Philip Roth has been awarded the fourth Man Booker International Prize. (Previous winners include Ismail Kadaré, Chinua Achebe and Alice Munro.)The other shortlisted writers were Juan Goytisolo, James Kelman, John le Carré, Amin Maalouf, David Malouf, Dacia Maraini, Rohinton Mistry, Philip Pullman, Marilynne Robinson, Su Tong, Anne Tyler and Wang Anyi. Roth is, by some distance, the finest novelist in that company. Is the Nobel Prize next?
The judging panel (comprising Rick Gekoski, Carmen Callil and Justin Cartwright) make the inevitable reference in their summing-up to Roth’s extraordinary fecundity over the past 15 years or so, at a stage in his life when “most novelists are in decline”. The most notable fruits of Roth’s Indian summer, 1995’s Sabbath’s Theater and American Pastoral, published two years later, are certainly among his most luminous achievements. But two slightly earlier novels stand out for me, both of them hectically metafictional works partly set in Israel: The Counterlife (1986)and Operation Shylock (1993).

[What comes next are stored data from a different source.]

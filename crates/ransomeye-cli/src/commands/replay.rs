use std::path::PathBuf;

use anyhow::Context;
use clap::Subcommand;

use re_crypto::KeyStore;
use re_ledger::AuditLedger;
use re_replay::{HashDomainIndex, ValidationStatus, Validator};
use re_store::OpenMode;

use crate::error::CliFailure;
use crate::io_util::{read_json, write_json_pretty};
use crate::record_kind::parse_record_kind;

#[derive(Subcommand)]
pub enum ReplayCommand {
    /// Replay an entire ledger offline: chain integrity, domain-record
    /// presence/integrity, custody, policy config, and routing-decision
    /// reproduction, stopping at the first failure.
    Validate {
        #[arg(long)]
        ledger: PathBuf,
        #[arg(long)]
        keys: PathBuf,
        /// JSON array of `{record_kind, stored_hash, matches_now}` entries
        /// describing the domain stores' current state. Omit to run
        /// ledger-only checks (any record_ref will then read as missing).
        #[arg(long)]
        domain_index: Option<PathBuf>,
        #[arg(long)]
        report_id: String,
        #[arg(long)]
        report_signing_key_id: String,
        #[arg(long)]
        out: PathBuf,
    },
}

#[derive(serde::Deserialize)]
struct DomainIndexEntry {
    record_kind: String,
    stored_hash: String,
    matches_now: bool,
}

pub fn run(cmd: ReplayCommand) -> anyhow::Result<()> {
    match cmd {
        ReplayCommand::Validate {
            ledger,
            keys,
            domain_index,
            report_id,
            report_signing_key_id,
            out,
        } => validate(&ledger, &keys, domain_index.as_deref(), &report_id, &report_signing_key_id, &out),
    }
}

fn validate(
    ledger_path: &PathBuf,
    keys_dir: &PathBuf,
    domain_index_path: Option<&std::path::Path>,
    report_id: &str,
    report_signing_key_id: &str,
    out: &PathBuf,
) -> anyhow::Result<()> {
    let keystore = KeyStore::open(keys_dir)
        .map_err(|e| CliFailure::MissingInput(format!("opening key directory {}: {e}", keys_dir.display())))?;
    let ledger = AuditLedger::open(ledger_path, OpenMode::ReadOnly)
        .map_err(|e| CliFailure::Io(format!("opening ledger {}: {e}", ledger_path.display())))?;

    let mut domain_index = HashDomainIndex::new();
    if let Some(path) = domain_index_path {
        let entries: Vec<DomainIndexEntry> = read_json(path)?;
        for entry in entries {
            let kind = parse_record_kind(&entry.record_kind)?;
            domain_index.insert(kind, entry.stored_hash, entry.matches_now);
        }
    }

    let report = Validator::run(&ledger, &keystore, &domain_index, &[], &[], &[])
        .map_err(|e| CliFailure::Domain(e.to_string()))
        .context("running replay validation")?;

    let signing_key = keystore
        .load_private(report_signing_key_id)
        .map_err(|e| CliFailure::MissingInput(format!("loading private key {report_signing_key_id}: {e}")))?;
    let clock = re_records::SystemClock;
    let signed = re_replay::seal_validation_report(
        &report,
        &signing_key,
        report_signing_key_id.to_string(),
        report_id.to_string(),
        re_records::Clock::now_rfc3339(&clock),
    )
    .map_err(|e| CliFailure::Domain(e.to_string()))
    .context("sealing validation report")?;

    write_json_pretty(out, &signed)?;
    match report.validation_status {
        ValidationStatus::Pass => {
            println!("validation PASS ({} entries checked)", report.entries_checked);
            Ok(())
        }
        ValidationStatus::Fail => {
            let failure = report.first_failure.as_ref().expect("FAIL status always carries a first_failure");
            Err(CliFailure::Domain(format!(
                "validation FAIL at {}: {:?} ({})",
                failure.location, failure.kind, failure.detail
            ))
            .into())
        }
    }
}
//! Ed25519 key lifecycle, signing, and verification.
//!
//! Grounded on `crypto-primitives::Ed25519KeyPair`/`Ed25519PublicKey` for the
//! key types and `decision_receipt.rs::sign_receipt`/`verify_receipt` for
//! the base64-at-boundary signature convention. `KeyStore` file-permission
//! enforcement follows the `revaultd` reference's
//! `OpenOptionsExt::mode(0o400)` pattern, checked on read rather than write
//! since RansomEye never generates keys itself (`spec.md` non-goals).

pub mod keystore;
pub mod sign;

pub use keystore::{KeyId, KeyStore, KeyStoreError};
pub use sign::{sign_canonical, verify_canonical, SignatureB64, SigningError, VerificationError};

use sha2::{Digest, Sha256};

/// `key_id = hex(SHA256(raw_public_key_bytes))`, per `spec.md` §4.2.
pub fn key_id_for_public_bytes(public_key_bytes: &[u8]) -> String {
    let mut hasher = Sha256::new();
    hasher.update(public_key_bytes);
    hex::encode(hasher.finalize())
}
use std::fs::File;
use std::io::{BufWriter, Write};
use std::path::PathBuf;

use anyhow::Context;
use clap::Subcommand;

use re_crypto::KeyStore;
use re_records::{Clock, IdSource, RandomIdSource, SystemClock};
use re_store::OpenMode;
use re_uba::{Normalizer, RiskComponent, RiskScoreStore};

use crate::error::CliFailure;
use crate::io_util::{read_json, write_json_pretty};

#[derive(Subcommand)]
pub enum RiskCommand {
    /// Normalize a set of raw risk components into a single risk score.
    Normalize {
        #[arg(long)]
        identity_id: String,
        /// JSON array of `RiskComponent { name, raw_value, confidence }`.
        #[arg(long)]
        components: PathBuf,
        #[arg(long)]
        completeness: f64,
        #[arg(long)]
        out: PathBuf,
    },
    /// Append a previously computed risk score to its store.
    Append {
        #[arg(long)]
        risk_store: PathBuf,
        #[arg(long)]
        score: PathBuf,
    },
    /// Export every stored risk score as JSON, JSONL, or CSV, sealed into a
    /// signed report alongside it.
    Export {
        #[arg(long)]
        risk_store: PathBuf,
        #[arg(long, default_value = "jsonl")]
        format: String,
        #[arg(long)]
        out: PathBuf,
        #[arg(long)]
        keys: PathBuf,
        #[arg(long)]
        signing_key_id: String,
    },
}

pub fn run(cmd: RiskCommand) -> anyhow::Result<()> {
    match cmd {
        RiskCommand::Normalize {
            identity_id,
            components,
            completeness,
            out,
        } => normalize(&identity_id, &components, completeness, &out),
        RiskCommand::Append { risk_store, score } => append(&risk_store, &score),
        RiskCommand::Export {
            risk_store,
            format,
            out,
            keys,
            signing_key_id,
        } => export(&risk_store, &format, &out, &keys, &signing_key_id),
    }
}

fn normalize(identity_id: &str, components_path: &PathBuf, completeness: f64, out: &PathBuf) -> anyhow::Result<()> {
    let components: Vec<RiskComponent> = read_json(components_path)?;
    let mut ids = RandomIdSource;
    let clock = SystemClock;
    let score = Normalizer::normalize(identity_id, &components, completeness, &mut ids, &clock)
        .map_err(|e| CliFailure::Domain(e.to_string()))
        .context("normalizing risk components")?;

    write_json_pretty(out, &score)?;
    println!("risk score {} band {:?} ({:.1})", score.score_id, score.severity_band, score.normalized_score);
    Ok(())
}

fn append(risk_store_path: &PathBuf, score_path: &PathBuf) -> anyhow::Result<()> {
    let score = read_json(score_path)?;
    let mut store = RiskScoreStore::open(risk_store_path, OpenMode::ReadWrite)
        .map_err(|e| CliFailure::Io(format!("opening risk store: {e}")))?;
    store
        .append(&score)
        .map_err(|e| CliFailure::Io(format!("appending risk score: {e}")))?;
    println!("appended risk score");
    Ok(())
}

fn export(
    risk_store_path: &PathBuf,
    format: &str,
    out: &PathBuf,
    keys_dir: &PathBuf,
    signing_key_id: &str,
) -> anyhow::Result<()> {
    let store = RiskScoreStore::open(risk_store_path, OpenMode::ReadOnly)
        .map_err(|e| CliFailure::Io(format!("opening risk store: {e}")))?;
    let scores = store
        .read_all()
        .map_err(|e| CliFailure::Io(format!("reading risk store: {e}")))?;

    match format {
        "json" => write_json_pretty(out, &scores)?,
        "jsonl" => crate::io_util::write_jsonl(out, &scores)?,
        "csv" => write_csv(out, &scores)?,
        other => return Err(CliFailure::MissingInput(format!("unknown export format '{other}'")).into()),
    }

    let keystore = KeyStore::open(keys_dir)
        .map_err(|e| CliFailure::MissingInput(format!("opening key directory {}: {e}", keys_dir.display())))?;
    let signing_key = keystore
        .load_private(signing_key_id)
        .map_err(|e| CliFailure::MissingInput(format!("loading private key {signing_key_id}: {e}")))?;
    let mut ids = RandomIdSource;
    let clock = SystemClock;
    let signed_report = re_replay::seal_risk_export(
        out,
        &signing_key,
        signing_key_id.to_string(),
        ids.next_id().to_string(),
        clock.now_rfc3339(),
    )
    .map_err(|e| CliFailure::Domain(e.to_string()))
    .context("sealing risk export")?;
    let report_path = sibling_report_path(out);
    write_json_pretty(&report_path, &signed_report)?;

    println!("exported {} risk scores, signed report at {}", scores.len(), report_path.display());
    Ok(())
}

fn sibling_report_path(out: &PathBuf) -> PathBuf {
    let mut file_name = out.file_name().map(|n| n.to_os_string()).unwrap_or_default();
    file_name.push(".signed-report.json");
    out.with_file_name(file_name)
}

fn write_csv(out: &PathBuf, scores: &[re_records::RiskScore]) -> anyhow::Result<()> {
    let file = File::create(out)
        .map_err(|e| CliFailure::Io(format!("creating {}: {e}", out.display())))?;
    let mut writer = BufWriter::new(file);
    writeln!(writer, "score_id,identity_id,normalized_score,severity_band,confidence,timestamp,raw_components")
        .map_err(|e| CliFailure::Io(e.to_string()))?;
    for score in scores {
        let raw_components = score
            .raw_components
            .iter()
            .map(|(k, v)| format!("{k}={v}"))
            .collect::<Vec<_>>()
            .join(";");
        writeln!(
            writer,
            "{},{},{},{:?},{},{},\"{}\"",
            score.score_id,
            score.identity_id,
            score.normalized_score,
            score.severity_band,
            score.confidence,
            score.timestamp,
            raw_components
        )
        .map_err(|e| CliFailure::Io(e.to_string()))?;
    }
    Ok(())
}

Let us know what your favourite Roth novel is in the comments box below.
UPDATE: The Guardian is reporting that Carmen Callil has resigned from the judging panel over the decision to give the prize to Roth. She is quoted as saying: “he goes on and on and on about the same subject in almost every single book. It’s as though he’s sitting on your face and you can’t breathe”. If that’s what passes for literary deliberation in Callil’s book, then what was she doing on the panel in the first place?